A bis-Phenolate Carbene-Supported bis-μ-Oxo Iron(IV/IV) Complex with a [Fe IV (μ-O) 2 Fe IV ] Diamond Core Derived from Dioxygen Activation.

The diiron(II) complex, [(OCO)Fe(MeCN)] ₂ ( 1 , MeCN = acetonitrile), supported by the bis-phenolate carbene pincer ligand, 1,3-bis(3,5-di- tert -butyl-2-hydroxyphenyl)benzimidazolin-2-ylidene (OCO), was synthesized and characterized by single-crystal X-ray diffraction, ¹ H nuclear magnetic resonance, infrared (IR) vibrational, ultraviolet/visible/near-infrared (UV/vis/NIR) electronic absorption, ⁵⁷ Fe Mössbauer, X-band electron paramagnetic resonance (EPR) and SQUID magnetization measurements. Complex 1 activates dioxygen to yield the diferric, μ-oxo-bridged complex [(OCO)Fe(py)(μ-O)Fe(O(C═O)O)(py)] ( 2 ) that was isolated and fully characterized.
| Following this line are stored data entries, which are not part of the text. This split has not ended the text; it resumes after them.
//! # Database Connection Pool Module
//!
//! Opens the SQLite catalog: WAL journal, enforced foreign keys and a busy
//! timeout so concurrent writers queue instead of failing with
//! `SQLITE_BUSY`. Embedded migrations run on every open.
//!
//! ```rust,ignore
//! use core_library::db::{create_pool, DatabaseConfig};
//!
//! let pool = create_pool(DatabaseConfig::new("catalog.db")).await?;
//! ```

use crate::{LibraryError, Result};
use sqlx::sqlite::{SqliteConnectOptions, SqliteJournalMode, SqlitePoolOptions, SqliteSynchronous};
use sqlx::{Pool, Sqlite};
use std::path::{Path, PathBuf};
use std::str::FromStr;
use std::time::Duration;
use tracing::{debug, info, warn};

const MEMORY_URL: &str = "sqlite::memory:";

/// Connection settings for the catalog database
#[derive(Debug, Clone)]
pub struct DatabaseConfig {
    /// sqlx connection URL, `sqlite:<path>` or `sqlite::memory:`
    pub database_url: String,
    pub max_connections: u32,
    /// How long a writer waits on a locked database
    pub busy_timeout: Duration,
    pub acquire_timeout: Duration,
}

impl DatabaseConfig {
    /// Configuration for a database file; `:memory:` selects an in-memory one
    pub fn new(database_path: impl Into<PathBuf>) -> Self {
        let path = database_path.into();
        if path == Path::new(":memory:") {
            return Self::in_memory();
        }

        Self {
            database_url: format!("sqlite:{}", path.display()),
            max_connections: 5,
            busy_timeout: Duration::from_secs(5),
            acquire_timeout: Duration::from_secs(30),
        }
    }

    /// In-memory database on a single connection
    ///
    /// Every pooled connection to `sqlite::memory:` would otherwise open its
    /// own empty database.
    pub fn in_memory() -> Self {
        Self {
            database_url: MEMORY_URL.to_string(),
            max_connections: 1,
            busy_timeout: Duration::from_secs(5),
            acquire_timeout: Duration::from_secs(30),
        }
    }

    pub fn is_in_memory(&self) -> bool {
        self.database_url == MEMORY_URL
    }

    pub fn with_max_connections(mut self, max: u32) -> Self {
        self.max_connections = max;
        self
    }
}

/// Open the pool, run migrations and verify a connection
///
/// # Errors
///
/// Returns `LibraryError::Database` if the file cannot be opened and
/// `LibraryError::Migration` if the schema cannot be brought up to date.
pub async fn create_pool(config: DatabaseConfig) -> Result<Pool<Sqlite>> {
    let max_connections = if config.is_in_memory() {
        1
    } else {
        config.max_connections.max(1)
    };
    info!(
        database_url = %config.database_url,
        max_connections,
        "Opening catalog database"
    );

    let options = SqliteConnectOptions::from_str(&config.database_url)?
        .journal_mode(SqliteJournalMode::Wal)
        .synchronous(SqliteSynchronous::Normal)
        .foreign_keys(true)
        .create_if_missing(true)
        .busy_timeout(config.busy_timeout);

    let pool = SqlitePoolOptions::new()
        .min_connections(1)
        .max_connections(max_connections)
        .acquire_timeout(config.acquire_timeout)
        // an in-memory database lives only as long as its connection
        .idle_timeout(None)
        .max_lifetime(None)
        .connect_with(options)
        .await
        .map_err(|e| {
            warn!(error = %e, "Failed to open catalog database");
            LibraryError::Database(e)
        })?;

    sqlx::migrate!("./migrations")
        .run(&pool)
        .await
        .map_err(|e| {
            warn!(error = %e, "Migration failed");
            LibraryError::Migration(e.to_string())
        })?;
    debug!("Catalog schema up to date");

    health_check(&pool).await?;
    Ok(pool)
}

/// Fresh in-memory catalog with migrations applied
pub async fn create_test_pool() -> Result<Pool<Sqlite>> {
    create_pool(DatabaseConfig::in_memory()).await
}

/// Round-trip a trivial query through the pool
pub async fn health_check(pool: &Pool<Sqlite>) -> Result<()> {
    sqlx::query("SELECT 1").fetch_one(pool).await.map_err(|e| {
        warn!(error = %e, "Database health check failed");
        LibraryError::Database(e)
    })?;
    Ok(())
}

#[cfg(test)]
mod tests {
    use super::*;

    #[tokio::test]
    async fn test_test_pool_is_healthy() {
        let pool = create_test_pool().await.unwrap();
        assert!(health_check(&pool).await.is_ok());
    }

    #[test]
    fn test_config_from_path() {
        let config = DatabaseConfig::new("/tmp/catalog.db").with_max_connections(10);
        assert_eq!(config.database_url, "sqlite:/tmp/catalog.db");
        assert_eq!(config.max_connections, 10);
        assert!(!config.is_in_memory());

        let memory = DatabaseConfig::new(":memory:");
        assert!(memory.is_in_memory());
        assert_eq!(memory.max_connections, 1);
    }

    #[tokio::test]
    async fn test_schema_and_pragmas() {
        let pool = create_test_pool().await.unwrap();

        let (foreign_keys,): (i32,) = sqlx::query_as("PRAGMA foreign_keys")
            .fetch_one(&pool)
            .await
            .unwrap();
        assert_eq!(foreign_keys, 1);

        for table in ["tracks", "playlists", "playlist_tracks"] {
            let (count,): (i32,) =
                sqlx::query_as("SELECT COUNT(*) FROM sqlite_master WHERE type='table' AND name=?")
                    .bind(table)
                    .fetch_one(&pool)
                    .await
                    .unwrap();
            assert_eq!(count, 1, "{} table should exist", table);
        }
    }

    #[tokio::test]
    async fn test_file_database_persists_across_pools() {
        let dir = tempfile::tempdir().unwrap();
        let path = dir.path().join("catalog.db");

        let pool = create_pool(DatabaseConfig::new(&path)).await.unwrap();
        sqlx::query(
            "INSERT INTO playlists (id, name, created_at, updated_at) VALUES ('p1', 'Gym', 0, 0)",
        )
        .execute(&pool)
        .await
        .unwrap();
        pool.close().await;

        let pool = create_pool(DatabaseConfig::new(&path)).await.unwrap();
        let (count,): (i64,) = sqlx::query_as("SELECT COUNT(*) FROM playlists")
            .fetch_one(&pool)
            .await
            .unwrap();
        assert_eq!(count, 1);
        pool.close().await;
    }
}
In 2 , one of the iron-carbene bonds was oxidized to give a urea motif, resulting in an O(C _NHC ═O)O binding site, while the other Fe(OCO) unit remained unchanged. When the reaction is performed at -80 °C, an intensively colored, purple intermediate is observed ( INT , λ _max = 570 nm; ε = 5600 mol L ^-1 cm ^-1 ). INT acts as a sluggish oxidant, reacting only with easily oxidizable substrates, such as PPh ₃ or 2-phenylpropionic aldehyde (2-PPA). The identity of INT can be best described as a dinuclear complex containing a closed diamond core motif [(OCO)Fe ^IV (μ-O) ₂ Fe ^IV (OCO)]. This proposal is based on extensive spectroscopic [UV/vis/NIR electronic absorption, ⁵⁷ Fe Mössbauer, X-band EPR, resonance Raman (rRaman), X-ray absorption, and nuclear resonance vibrational (NRVS)] and computational studies. The conversion of the diiron(II) complex 1 to the oxo diiron(IV) intermediate INT is reminiscent of the O ₂ activation process in soluble methane monooxygenases (sMMO). Most importantly, the low reactivity of INT supports the consensus that the [Fe ^IV (μ-O) ₂ Fe ^IV ] diamond core in sMMO is kinetically inert and needs to open up to terminal Fe ^IV ═O cores to react with the strong C-H bonds of methane.